É no dia em que o meu corpo pede mais sono, pede mais descanso, em que a minha mente não raciocina de forma fluída, que me sinto mais vivo e lúcido. A típica noite em branco, de domingo para segunda, que já dura há anos e anos, deu lugar a um dia diferente do habitual.
Vi a grande cidade pelos meus primeiros olhos, os mesmos que a viram pelas primeiras vezes. Os mesmos dois olhos curiosos e receosos, que olhavam para tudo com espanto e descoberta. Que desconfiavam das muitas pessoas estranhas que andavam pela noite da cidade. Foi preciso a minha irmã ter comigo para o sentimento invadir-me novamente. Sinto que me revi, que senti como já não sentia há muito tempo. Senti-me mais vivo por isso. O receio e o espirito de descoberta sempre me trouxeram mais vida ao espirito. Talvez outra clarividência. Sinto mais medo de errar, mais medo ao passar pelos locais de sempre, pelas ruas de sempre.
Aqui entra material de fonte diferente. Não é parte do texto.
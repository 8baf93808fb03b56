//! Attach / detach and connection management

use chrono::Utc;
use serde::{Deserialize, Serialize};
use tracing::{debug, error, info, warn};

use super::LifecycleManager;
use crate::controlplane::locks::ResourceKey;
use crate::controlplane::transitions::{check_attach_transition, VolumeOperation};
use crate::domain::context::OperationContext;
use crate::domain::model::{AttachMode, AttachStatus, AttachTarget, Attachment, Volume, VolumeStatus};
use crate::domain::ports::{ConnectionInfo, ConnectorProperties};
use crate::error::{Error, Result};
use crate::message::{Action, Detail, ResourceType};
use crate::volume_types::front_end_qos;

/// Parameters of an attach request
#[derive(Debug, Clone, Serialize, Deserialize)]
pub struct AttachRequest {
    pub target: AttachTarget,
    pub mountpoint: Option<String>,
    pub mode: AttachMode,
    /// Connector of the attaching host; derived from the target when absent
    pub connector: Option<ConnectorProperties>,
}

impl AttachRequest {
    pub fn instance(instance_uuid: impl Into<String>, mode: AttachMode) -> Self {
        Self {
            target: AttachTarget::Instance(instance_uuid.into()),
            mountpoint: None,
            mode,
            connector: None,
        }
    }

    pub fn host(host: impl Into<String>, mode: AttachMode) -> Self {
        Self {
            target: AttachTarget::Host(host.into()),
            mountpoint: None,
            mode,
            connector: None,
        }
    }

    fn connector(&self) -> ConnectorProperties {
        match (&self.connector, &self.target) {
            (Some(connector), _) => connector.clone(),
            (None, AttachTarget::Host(host)) => ConnectorProperties::for_host(host.clone()),
            (None, AttachTarget::Instance(uuid)) => {
                ConnectorProperties::for_host(format!("instance-{}", uuid))
            }
        }
    }
}

impl LifecycleManager {
    pub fn get_attachment(&self, attachment_id: &str) -> Result<Attachment> {
        self.store.attachments.get(attachment_id)
    }

    pub fn list_attachments(&self, volume_id: &str) -> Vec<Attachment> {
        self.store.attachments_for(volume_id)
    }

    /// Connection info with the front-end QoS of the volume type and the access mode
    pub(crate) fn connection_properties(
        &self,
        volume: &Volume,
        mut info: ConnectionInfo,
        mode: AttachMode,
    ) -> Result<ConnectionInfo> {
        let qos = match volume.volume_type_id {
            Some(ref type_id) => self.volume_types.qos_for_type(type_id)?,
            None => None,
        };
        let qos_specs = front_end_qos(qos.as_ref(), volume.size)?
            .map(serde_json::Value::Object)
            .unwrap_or(serde_json::Value::Null);
        info.data.insert("qos_specs".to_string(), qos_specs);
        info.data
            .insert("access_mode".to_string(), mode.to_string().into());
        Ok(info)
    }

    // =========================================================================
    // Attach
    // =========================================================================

    /// Attach a volume to an instance or host.
    ///
    /// A repeated request from the same target returns the existing
    /// attachment.
    pub async fn attach_volume(
        &self,
        ctx: &mut OperationContext,
        volume_id: &str,
        request: AttachRequest,
    ) -> Result<Attachment> {
        let timer = self.metrics.start("attach_volume");
        let result = self.attach_volume_locked(ctx, volume_id, request).await;
        self.metrics.finish(timer, &result);
        result
    }

    async fn attach_volume_locked(
        &self,
        ctx: &mut OperationContext,
        volume_id: &str,
        request: AttachRequest,
    ) -> Result<Attachment> {
        let _guard = self.locks.lock(ResourceKey::volume(volume_id)).await?;
        let volume = self.store.volumes.get(volume_id)?;
        ctx.set_message_target(Action::AttachVolume, ResourceType::Volume, volume_id);

        let live: Vec<Attachment> = self
            .store
            .attachments_for(volume_id)
            .into_iter()
            .filter(|a| a.attach_status.is_live())
            .collect();
        if let Some(existing) = live.iter().find(|a| a.target == request.target) {
            debug!("Volume {} already attached to {}", volume_id, request.target);
            return Ok(existing.clone());
        }
        if !live.is_empty() && !volume.multiattach {
            return Err(Error::InvalidVolume {
                reason: format!(
                    "volume {} is already attached and does not support multiattach",
                    volume_id
                ),
            });
        }
        VolumeOperation::Attach.check(&volume, false)?;

        if volume.is_readonly() && request.mode == AttachMode::Rw {
            let e = Error::InvalidVolumeAttachMode {
                mode: request.mode.to_string(),
                volume_id: volume_id.to_string(),
            };
            self.record_from_context(ctx, &e, Detail::VolumeAttachModeInvalid);
            return Err(e);
        }

        let driver = match self.initialized_driver(volume.host.as_deref()).await {
            Ok(driver) => driver,
            Err(e) => {
                self.record_from_context(ctx, &e, Detail::AttachError);
                return Err(e);
            }
        };

        let connector = request.connector();
        let mut attachment = Attachment::new(volume_id, request.target.clone(), request.mode);
        attachment.mountpoint = request.mountpoint.clone();
        attachment.connector = Some(connector.clone());
        let attachment = self.store.attachments.insert(attachment);
        let volume = self.store.volumes.update(volume_id, |v| {
            v.set_status_saving_previous(VolumeStatus::Attaching);
            v.attach_status = AttachStatus::Attaching;
        })?;
        info!("Attaching volume {} to {}", volume_id, request.target);

        let info = match driver.initialize_connection(&volume, &connector).await {
            Ok(info) => self.connection_properties(&volume, info, request.mode),
            Err(e) => Err(e),
        };

        match info {
            Ok(info) => {
                check_attach_transition(&attachment.id, attachment.attach_status, AttachStatus::Attached)?;
                let attachment = self.store.attachments.update(&attachment.id, |a| {
                    a.attach_status = AttachStatus::Attached;
                    a.attach_time = Some(Utc::now());
                    a.connection_info = Some(info);
                })?;
                self.store.volumes.update(volume_id, |v| {
                    v.status = VolumeStatus::InUse;
                    v.previous_status = None;
                    v.attach_status = AttachStatus::Attached;
                })?;
                info!("Volume {} attached ({})", volume_id, attachment.id);
                Ok(attachment)
            }
            Err(e) => {
                error!("Failed to attach volume {}: {}", volume_id, e);
                self.store.attachments.update(&attachment.id, |a| {
                    a.attach_status = AttachStatus::ErrorAttaching;
                })?;
                self.store.volumes.update(volume_id, |v| {
                    v.status = v.previous_status.take().unwrap_or(VolumeStatus::Available);
                    v.attach_status = if live.is_empty() {
                        AttachStatus::Detached
                    } else {
                        AttachStatus::Attached
                    };
                })?;
                self.record_from_context(ctx, &e, Detail::AttachError);
                Err(e)
            }
        }
    }

    // =========================================================================
    // Detach
    // =========================================================================

    /// Detach one attachment; an unknown attachment is not an error
    pub async fn detach_volume(
        &self,
        ctx: &mut OperationContext,
        volume_id: &str,
        attachment_id: &str,
    ) -> Result<()> {
        let timer = self.metrics.start("detach_volume");
        let result = self.detach_volume_locked(ctx, volume_id, attachment_id).await;
        self.metrics.finish(timer, &result);
        result
    }

    async fn detach_volume_locked(
        &self,
        ctx: &mut OperationContext,
        volume_id: &str,
        attachment_id: &str,
    ) -> Result<()> {
        let _guards = self
            .locks
            .lock_all(vec![
                ResourceKey::volume(volume_id),
                ResourceKey::attachment(attachment_id),
            ])
            .await?;
        let volume = self.store.volumes.get(volume_id)?;

        let attachment = match self.store.attachments.get(attachment_id) {
            Ok(a) if a.volume_id == volume_id => a,
            _ => {
                info!(
                    "Attachment {} of volume {} not found, nothing to detach",
                    attachment_id, volume_id
                );
                return Ok(());
            }
        };

        if attachment.attach_status == AttachStatus::ErrorAttaching {
            self.store.attachments.update(attachment_id, |a| {
                a.attach_status = AttachStatus::Detached;
                a.detach_time = Some(Utc::now());
            })?;
            self.store.attachments.soft_delete(attachment_id)?;
            return Ok(());
        }

        ctx.set_message_target(Action::DetachVolume, ResourceType::Volume, volume_id);
        check_attach_transition(attachment_id, attachment.attach_status, AttachStatus::Detaching)?;

        let driver = match self.initialized_driver(volume.host.as_deref()).await {
            Ok(driver) => driver,
            Err(e) => {
                self.record_from_context(ctx, &e, Detail::DetachError);
                return Err(e);
            }
        };

        self.store
            .attachments
            .update(attachment_id, |a| a.attach_status = AttachStatus::Detaching)?;
        let volume = self.store.volumes.update(volume_id, |v| {
            v.set_status_saving_previous(VolumeStatus::Detaching);
            v.attach_status = AttachStatus::Detaching;
        })?;
        info!("Detaching volume {} ({})", volume_id, attachment_id);

        match driver
            .terminate_connection(&volume, attachment.connector.as_ref())
            .await
        {
            Ok(()) => {}
            Err(e) if e.is_not_found() => {
                warn!("Export of volume {} already gone: {}", volume_id, e);
            }
            Err(e) => {
                error!("Failed to detach volume {}: {}", volume_id, e);
                self.store
                    .attachments
                    .update(attachment_id, |a| a.attach_status = AttachStatus::ErrorDetaching)?;
                self.store.volumes.update(volume_id, |v| {
                    v.status = VolumeStatus::InUse;
                    v.previous_status = None;
                    v.attach_status = AttachStatus::Attached;
                })?;
                self.record_from_context(ctx, &e, Detail::DetachError);
                return Err(e);
            }
        }

        self.store.attachments.update(attachment_id, |a| {
            a.attach_status = AttachStatus::Detached;
            a.detach_time = Some(Utc::now());
        })?;
        self.store.attachments.soft_delete(attachment_id)?;
        let volume = self.settle_attach_status(volume_id)?;
        info!("Volume {} detached, now {}", volume_id, volume.status);
        Ok(())
    }

    // =========================================================================
    // Connections
    // =========================================================================

    /// Export a volume to a connector without creating an attachment
    pub async fn initialize_connection(
        &self,
        ctx: &mut OperationContext,
        volume_id: &str,
        connector: &ConnectorProperties,
        mode: AttachMode,
    ) -> Result<ConnectionInfo> {
        let _guard = self.locks.lock(ResourceKey::volume(volume_id)).await?;
        let volume = self.store.volumes.get(volume_id)?;
        VolumeOperation::Attach.check(&volume, false)?;
        ctx.set_message_target(Action::UpdateAttachment, ResourceType::Volume, volume_id);

        if volume.is_readonly() && mode == AttachMode::Rw {
            let e = Error::InvalidVolumeAttachMode {
                mode: mode.to_string(),
                volume_id: volume_id.to_string(),
            };
            self.record_from_context(ctx, &e, Detail::VolumeAttachModeInvalid);
            return Err(e);
        }

        let result = match self.initialized_driver(volume.host.as_deref()).await {
            Ok(driver) => driver.initialize_connection(&volume, connector).await,
            Err(e) => Err(e),
        };
        match result {
            Ok(info) => self.connection_properties(&volume, info, mode),
            Err(e) => {
                error!("Failed to initialize connection of {}: {}", volume_id, e);
                self.record_from_context(ctx, &e, Detail::AttachError);
                Err(e)
            }
        }
    }

    /// Remove an export; `None` removes every export of the volume
    pub async fn terminate_connection(
        &self,
        ctx: &mut OperationContext,
        volume_id: &str,
        connector: Option<&ConnectorProperties>,
    ) -> Result<()> {
        let _guard = self.locks.lock(ResourceKey::volume(volume_id)).await?;
        let volume = self.store.volumes.get(volume_id)?;
        ctx.set_message_target(Action::UpdateAttachment, ResourceType::Volume, volume_id);

        let result = match self.initialized_driver(volume.host.as_deref()).await {
            Ok(driver) => driver.terminate_connection(&volume, connector).await,
            Err(e) => Err(e),
        };
        match result {
            Ok(()) => Ok(()),
            Err(e) if e.is_not_found() => Ok(()),
            Err(e) => {
                error!("Failed to terminate connection of {}: {}", volume_id, e);
                self.record_from_context(ctx, &e, Detail::DetachError);
                Err(e)
            }
        }
    }
}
Bastou um pequeno passeio à noite para reaviver sentimentos e olhares tão antigos que até doem. Já fui assim e parece que pude reavivar esse pedaço de mim adormecido. E isso é vida dentro de mim. Sinto-me outra vez mortal, e isso é viver... é poder arriscar.
Parece que foi na maior moca de sono dos últimos anos que obtive o momento de maior clarividência... Estou cheio de sono e meio zonzo (como andei parte do dia), será que estou a delirar? So be it.
Para mal dos meu pecados, o final da noite tinha mais um suplício totalmente anti-sono - sono, aquele que é mais desejado do que um trago de água depois de um banho prolongado no mar, ou da subida de uma montanha, ou mesmo de horas a caminhar no deserto. A bola rolava, mas o corpo não correspondia. Fugia mais rápido do que o habitual. A cabeça não levantava do chão e acabava por se perder, entre a concentração, a bola. Mais cansado, mas talvez menos ensonado. A viagem de volta voltou a ter aquele saborzinho de vida, espalhado por cada metro de asfalto e por cada acorde de viola e cada pedaço de vida mensagens antigas vindas das colunas. Parece o regresso às origens. E é nas origens que está o meu verdadeiro eu. É ali no campo. É ali naqueles sons rocos mas sentidos e que me dão que pensar. É ali naquelas ervas altas balançadas pelo vento, que parecem dançar ao som das palavras que estou eu. Mesmo que vá, metro a metro, pelo asfalto da cidade... a caminho de casa. A caminho do sono tão desejado, tão ansiado... todo o dia. A cabeça já não diz coisa com coisa, o corpo também anda em câmara lenta... vou-me deitar. Será que amanhã conseguirei ser o mesmo rapaz do campo disfarçado pela cidade? Só o tempo o dirá.
Post Scriptum: Pensamos sempre que os acidentes de automóvel acontecem aos outros. As doenças acontecem aos outros. Quando estamos todos num campo a correr atrás da bola e um se magoa a sério... dói ver a dor dele, mas não deixa de lhe doer só a ele. Lamentamos a dor dele, pegamos devagar na trouxa e rumamos tranquilamente para casa. Se tivesse acontecido a nós iriamos estar durante uma, duas, três, quatro, cinco ou quem sabe seis semanas a viver com as consequência de uma queda que resultou mal. E pode acontecer a nós. Está mesmo ali, à espera de poder acontecer. É uma questão de sorte ou azar. Pode ser uma questão de tempo. Será que deixo de arriscar e jogar por causa disso? Não. Mas lá que dá que pensar... dá.